Like so many different elements of the robotics world, the pandemic has dramatically accelerated curiosity within the automated kitchen. After all, the meals and restaurant business was deemed important amid international shutdowns, however discovering kitchen workers proved an issue for a lot of, particularly early on when questions remained round COVID’s transmission.
This week, California-based quick informal salad chain Sweetgreen introduced plans to go all in on automation with the acquisition of Spyce. Founded in 2015, the Boston-based startup began making waves a couple of years again as a spinout of MIT mechanical engineering college students. First serving up meals on the faculty’s eating corridor, the group finally opened a pair of automated eating places within the Boston space. The startup notes, “our Spyce restaurants will stay open at this time.”
Sweetgreen plans to ultimately incorporate Spyce’s know-how into its eating places. It will possible take a while to scale as much as the wants of the chain, which at the moment operates greater than 120 places throughout the U.S.

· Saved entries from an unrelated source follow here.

pub mod dto;
pub mod error;
pub mod models;
pub mod repository;
pub mod services;

use sqlx::PgPool;
use sqlx::postgres::PgPoolOptions;

use crate::error::Result;

/// Connection pool handle for the PostgreSQL backend.
#[derive(Clone)]
pub struct Database {
    pool: PgPool,
}

impl Database {
    pub async fn new(database_url: &str) -> Result<Self> {
        let pool = PgPoolOptions::new()
            .max_connections(10)
            .connect(database_url)
            .await?;

        Ok(Self { pool })
    }

    pub fn pool(&self) -> &PgPool {
        &self.pool
    }

    pub async fn run_migrations(&self) -> Result<()> {
        sqlx::migrate!("./migrations").run(&self.pool).await?;
        Ok(())
    }
}
pub mod auth;
pub mod signature;
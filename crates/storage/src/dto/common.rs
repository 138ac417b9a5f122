use serde::Serialize;
use utoipa::ToSchema;

/// Success envelope: `{ "success": true, "data": ... }`.
///
/// Failures use the matching `{ "success": false, "error": ... }` shape
/// produced by the web layer's error type.
#[derive(Debug, Serialize, ToSchema)]
pub struct ApiResponse<T> {
    pub success: bool,
    pub data: T,
}

impl<T> ApiResponse<T> {
    pub fn ok(data: T) -> Self {
        Self {
            success: true,
            data,
        }
    }
}

#[derive(Debug, Serialize, ToSchema)]
pub struct SuccessResponse {
    pub success: bool,
}

impl SuccessResponse {
    pub fn ok() -> Self {
        Self { success: true }
    }
}
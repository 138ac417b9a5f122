use axum::{Router, middleware, routing::post};

use super::handlers::clerk_webhook;
use crate::middleware::signature::verify_webhook_signature;
use crate::state::AppState;

pub fn routes(state: AppState) -> Router<AppState> {
    Router::new()
        .route("/clerk", post(clerk_webhook))
        .route_layer(middleware::from_fn_with_state(state, verify_webhook_signature))
}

“We built Sweetgreen to connect more people to real food and create healthy fast food at scale for the next generation, and Spyce has built state-of-the-art technology that perfectly aligns with that vision,” Sweetgreen CEO and co-founder Jonathan Neman stated in a press release. “By joining forces with their best-in-class team, we will be able to elevate our team member experience, provide a more consistent customer experience and bring real food to more communities.”
Like pizza, salads are a transparent goal for early meals automation. They’re each common and comparatively simple to automate — basically mixing a bunch of elements from completely different chutes right into a bowl.
Sweetgreen is fast to notice that the plan isn’t to exchange staff outright, nevertheless.
“[T]eam members will be able to focus more on preparation and hospitality moments, while having the opportunity to work with state-of-the-art technology,” the corporate writes. “Invest more in training and development to support team members to become Head Coaches. Interested team members will be able to develop technology-facing skills to operate and maintain Spyce technology.”
The deal is anticipated to shut in Q3. Terms weren’t disclosed.